## WORK ITEM
Lines in the records below that contain the word "Copy" must each be copied.

## SUPPLIED MATERIAL
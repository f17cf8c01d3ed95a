use ndarray::Array2;
use thiserror::Error;

use crate::cell::{Block, Cell};
use crate::location::{Dimension, Location};

/// A movable block could not be put where it was asked to go while assembling a [`Placement`].
///
/// This is a logic error in whoever picked the cells, never a property of the puzzle.
#[derive(Clone, Copy, Debug, Error, Eq, PartialEq)]
pub enum PlacementConflict {
    /// The cell already holds a block.
    #[error("cell {location:?} already holds {existing}, refusing to also place {incoming}")]
    Occupied {
        /// The contested cell.
        location: Location,
        /// What was there first.
        existing: Block,
        /// What was being added.
        incoming: Block,
    },
    /// The cell is not on the board.
    #[error("cell {location:?} is off the board, refusing to place {incoming}")]
    OffBoard {
        /// Where the block was meant to go.
        location: Location,
        /// What was being added.
        incoming: Block,
    },
}

/// Every block on the board for one candidate: the puzzle's fixed blocks plus the movable ones chosen by a search.
///
/// Built once per candidate and only read while rays are traced.
#[derive(Clone, Debug, Eq, PartialEq)]
pub struct Placement {
    pub(crate) blocks: Array2<Option<Block>>,
    pub(crate) movable: Vec<(Location, Block)>,
}

impl Placement {
    /// Start from the fixed blocks in `cells`, with nothing movable placed yet.
    pub(crate) fn from_cells(cells: &Array2<Cell>) -> Self {
        Self {
            blocks: cells.map(|cell| match cell {
                Cell::Fixed(block) => Some(*block),
                Cell::Open | Cell::Blocked => None,
            }),
            movable: Vec::new(),
        }
    }

    /// An empty placement with no blocks at all.
    pub fn empty(dims: (Dimension, Dimension)) -> Self {
        Self {
            blocks: Array2::from_elem((dims.1.get(), dims.0.get()), None),
            movable: Vec::new(),
        }
    }

    /// Put a movable `block` at `location`. Refuses to overwrite anything already there,
    /// and refuses locations off the board.
    pub fn place(&mut self, location: Location, block: Block) -> Result<&mut Self, PlacementConflict> {
        let Some(slot) = self.blocks.get_mut(location.as_index()) else {
            return Err(PlacementConflict::OffBoard { location, incoming: block });
        };
        if let Some(existing) = slot {
            return Err(PlacementConflict::Occupied { location, existing: *existing, incoming: block });
        }
        *slot = Some(block);
        self.movable.push((location, block));
        Ok(self)
    }

    /// Place every location in `locations` as `block`.
    pub(crate) fn place_all(&mut self, locations: &[Location], block: Block) -> Result<&mut Self, PlacementConflict> {
        for location in locations {
            self.place(*location, block)?;
        }
        Ok(self)
    }

    /// The block at `location`, if any; `None` also for locations off the board.
    pub fn get(&self, location: Location) -> Option<Block> {
        self.blocks.get(location.as_index()).copied().flatten()
    }

    /// Signed lookup used while tracing; the outer `None` means the cell is off the board.
    #[inline]
    pub(crate) fn probe(&self, (col, row): (i32, i32)) -> Option<Option<Block>> {
        if col < 0 || row < 0 {
            return None;
        }
        self.blocks.get((row as usize, col as usize)).copied()
    }

    /// The movable blocks in the order they were placed.
    pub fn movable(&self) -> &[(Location, Block)] {
        &self.movable
    }

    /// Width and height in cells.
    pub fn dims(&self) -> (usize, usize) {
        (self.blocks.ncols(), self.blocks.nrows())
    }
}

#[cfg(test)]
mod tests {
    use std::num::NonZero;

    use super::*;

    #[test]
    fn refuses_double_assignment() {
        let mut placement = Placement::empty((NonZero::new(2).unwrap(), NonZero::new(2).unwrap()));
        placement.place(Location(1, 0), Block::Reflector).unwrap();

        let conflict = placement.place(Location(1, 0), Block::Opaque).unwrap_err();
        assert_eq!(
            conflict,
            PlacementConflict::Occupied { location: Location(1, 0), existing: Block::Reflector, incoming: Block::Opaque }
        );
        assert_eq!(placement.movable(), &[(Location(1, 0), Block::Reflector)]);
    }

    #[test]
    fn refuses_off_board() {
        let mut placement = Placement::empty((NonZero::new(2).unwrap(), NonZero::new(2).unwrap()));

        assert_eq!(
            placement.place(Location(2, 0), Block::Splitter).unwrap_err(),
            PlacementConflict::OffBoard { location: Location(2, 0), incoming: Block::Splitter }
        );
        assert_eq!(
            placement.place(Location(0, 5), Block::Opaque).unwrap_err(),
            PlacementConflict::OffBoard { location: Location(0, 5), incoming: Block::Opaque }
        );
        assert!(placement.movable().is_empty());
        assert_eq!(placement.get(Location(0, 0)), None);
    }

    #[test]
    fn probe_bounds() {
        let mut placement = Placement::empty((NonZero::new(3).unwrap(), NonZero::new(1).unwrap()));
        placement.place(Location(2, 0), Block::Splitter).unwrap();

        assert_eq!(placement.probe((2, 0)), Some(Some(Block::Splitter)));
        assert_eq!(placement.probe((0, 0)), Some(None));
        assert_eq!(placement.probe((3, 0)), None);
        assert_eq!(placement.probe((0, -1)), None);
        assert_eq!(placement.probe((0, 1)), None);
    }
}
//! Chained construction of [`Board`]s, collecting every reason a board would be invalid.

use std::collections::HashSet;
use std::num::NonZero;
use std::ops::IndexMut;

use itertools::Itertools;
use ndarray::{Array2, AssignElem};

use crate::board::Board;
use crate::cell::{Block, BlockCounts, Cell};
use crate::location::{Dimension, LatticePoint, Location};
use crate::placement::Placement;
use crate::ray::{Heading, Lazor};

/// Reasons a builder may become invalid while building.
#[derive(Copy, Clone, Debug, Eq, PartialEq)]
pub enum BuilderInvalidReason {
    /// A cell, lazor or point was placed outside the bounds specified by `dims` on the builder.
    FeatureOutOfBounds,
    /// A lazor origin is not the midpoint of a cell edge.
    LazorOffEdge,
    /// A target point is not the midpoint of a cell edge, so no ray can ever touch it.
    PointOffEdge,
    /// A lazor velocity component was something other than `-1` or `1`.
    BadHeading,
    /// A row was handed over with the wrong number of cells.
    RaggedRow,
}

/// A builder for [`Board`]s.
///
/// Every cell starts [`Open`](Cell::Open). Methods mutate the builder and can be chained;
/// once any of them has recorded a [`BuilderInvalidReason`], later calls do nothing.
/// The builder can be [`Clone`]d to save its state at some point.
#[derive(Clone, Debug)]
pub struct BoardBuilder {
    // width, height
    dims: (Dimension, Dimension),
    cells: Array2<Cell>,
    counts: BlockCounts,
    lazors: Vec<Lazor>,
    points: Vec<LatticePoint>,
    invalid_reasons: Vec<BuilderInvalidReason>,
}

impl Default for BoardBuilder {
    fn default() -> Self {
        Self::with_dims((NonZero::new(3).unwrap(), NonZero::new(3).unwrap()))
    }
}

impl BoardBuilder {
    /// Construct a new [`Self`] with the specified dimensions, specified in `(width, height)` order.
    pub fn with_dims(dims: (Dimension, Dimension)) -> Self {
        Self {
            dims,
            cells: Array2::from_shape_simple_fn((dims.1.get(), dims.0.get()), Cell::default),

            counts: Default::default(),
            lazors: Default::default(),
            points: Default::default(),
            invalid_reasons: Default::default(),
        }
    }

    /// Set a single cell.
    ///
    /// May cause the builder to enter a [`FeatureOutOfBounds`](BuilderInvalidReason::FeatureOutOfBounds) invalid state if `location` is out of bounds.
    pub fn set_cell(&mut self, location: Location, cell: Cell) -> &mut Self {
        if !self.invalid_reasons.is_empty() {
            return self;
        }

        if !location.within(self.dims) {
            self.invalid_reasons.push(BuilderInvalidReason::FeatureOutOfBounds);
            return self;
        }

        self.cells.index_mut(location.as_index()).assign_elem(cell);
        self
    }

    /// Set a whole row of cells, left to right.
    ///
    /// May cause the builder to enter a [`RaggedRow`](BuilderInvalidReason::RaggedRow) invalid state if `cells` is not exactly as wide as the board,
    /// or [`FeatureOutOfBounds`](BuilderInvalidReason::FeatureOutOfBounds) if `row` does not exist.
    pub fn set_row(&mut self, row: usize, cells: &[Cell]) -> &mut Self {
        if !self.invalid_reasons.is_empty() {
            return self;
        }

        if cells.len() != self.dims.0.get() {
            self.invalid_reasons.push(BuilderInvalidReason::RaggedRow);
            return self;
        }

        for (x, cell) in cells.iter().enumerate() {
            self.set_cell(Location(x, row), *cell);
        }
        self
    }

    /// Mark a cell as unable to hold a movable block. Shorthand for [`Self::set_cell`] with [`Cell::Blocked`].
    pub fn block(&mut self, location: Location) -> &mut Self {
        self.set_cell(location, Cell::Blocked)
    }

    /// Fix `block` at `location`. Shorthand for [`Self::set_cell`] with [`Cell::Fixed`].
    pub fn fix(&mut self, location: Location, block: Block) -> &mut Self {
        self.set_cell(location, Cell::Fixed(block))
    }

    /// Require `count` movable blocks of kind `block`, replacing any earlier count for that kind.
    pub fn movable(&mut self, block: Block, count: usize) -> &mut Self {
        if !self.invalid_reasons.is_empty() {
            return self;
        }

        *self.counts.of_mut(block) = count;
        self
    }

    /// Add a lazor at `origin` with velocity `(vx, vy)`, in lattice units.
    ///
    /// May cause the builder to enter a [`BadHeading`](BuilderInvalidReason::BadHeading),
    /// [`LazorOffEdge`](BuilderInvalidReason::LazorOffEdge) or [`FeatureOutOfBounds`](BuilderInvalidReason::FeatureOutOfBounds) invalid state.
    pub fn add_lazor(&mut self, origin: LatticePoint, velocity: (i32, i32)) -> &mut Self {
        if !self.invalid_reasons.is_empty() {
            return self;
        }

        let Some(heading) = Heading::from_velocity(velocity.0, velocity.1) else {
            self.invalid_reasons.push(BuilderInvalidReason::BadHeading);
            return self;
        };

        if !origin.is_edge_midpoint() {
            self.invalid_reasons.push(BuilderInvalidReason::LazorOffEdge);
            return self;
        }

        if !origin.within(self.dims) {
            self.invalid_reasons.push(BuilderInvalidReason::FeatureOutOfBounds);
            return self;
        }

        self.lazors.push(Lazor::new(origin, heading));
        self
    }

    /// Remove the most recently added lazor.
    ///
    /// If the builder is in an invalid state or no lazors are present, this function does nothing.
    pub fn pop_lazor(&mut self) -> &mut Self {
        if !self.invalid_reasons.is_empty() {
            return self;
        }

        self.lazors.pop();
        self
    }

    /// Add a point which some ray must touch. Adding the same point twice has no further effect.
    ///
    /// May cause the builder to enter a [`PointOffEdge`](BuilderInvalidReason::PointOffEdge) or
    /// [`FeatureOutOfBounds`](BuilderInvalidReason::FeatureOutOfBounds) invalid state.
    pub fn add_point(&mut self, point: LatticePoint) -> &mut Self {
        if !self.invalid_reasons.is_empty() {
            return self;
        }

        if !point.is_edge_midpoint() {
            self.invalid_reasons.push(BuilderInvalidReason::PointOffEdge);
            return self;
        }

        if !point.within(self.dims) {
            self.invalid_reasons.push(BuilderInvalidReason::FeatureOutOfBounds);
            return self;
        }

        if !self.points.contains(&point) {
            self.points.push(point);
        }
        self
    }

    /// Check the validity of this builder, ensuring no [`BuilderInvalidReason`] condition has arisen.
    ///
    /// Returns `None` if the builder is valid, `Some(&Vec<BuilderInvalidReason>)` otherwise.
    pub fn is_valid(&self) -> Option<&Vec<BuilderInvalidReason>> {
        if self.invalid_reasons.is_empty() {
            None
        } else {
            Some(&self.invalid_reasons)
        }
    }

    /// Convert the state of this builder into a [`Board`].
    /// If the builder is invalid for any reason, a reference to a [`Vec`] of [`BuilderInvalidReason`] will indicate why.
    ///
    /// Puzzle-level problems such as having no lazors are not checked here; [`Board::solve`] reports those.
    pub fn build(&self) -> Result<Board, &Vec<BuilderInvalidReason>> {
        if !self.invalid_reasons.is_empty() {
            return Err(&self.invalid_reasons);
        }

        // row-major, which fixes the order the search tries cells in
        let open = self.cells.indexed_iter()
            .filter(|(_, cell)| **cell == Cell::Open)
            .map(|(index, _)| Location::from(index))
            .collect_vec();

        Ok(Board {
            dims: self.dims,
            fixed: Placement::from_cells(&self.cells),
            cells: self.cells.clone(),
            open,
            counts: self.counts,
            lazors: self.lazors.clone(),
            points: self.points.iter().copied().collect::<HashSet<_>>(),
        })
    }
}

## TASK RESPONSE
#[derive(Clone, Copy, Debug, Error, Eq, PartialEq)]
#[derive(Copy, Clone, Debug, Eq, PartialEq)]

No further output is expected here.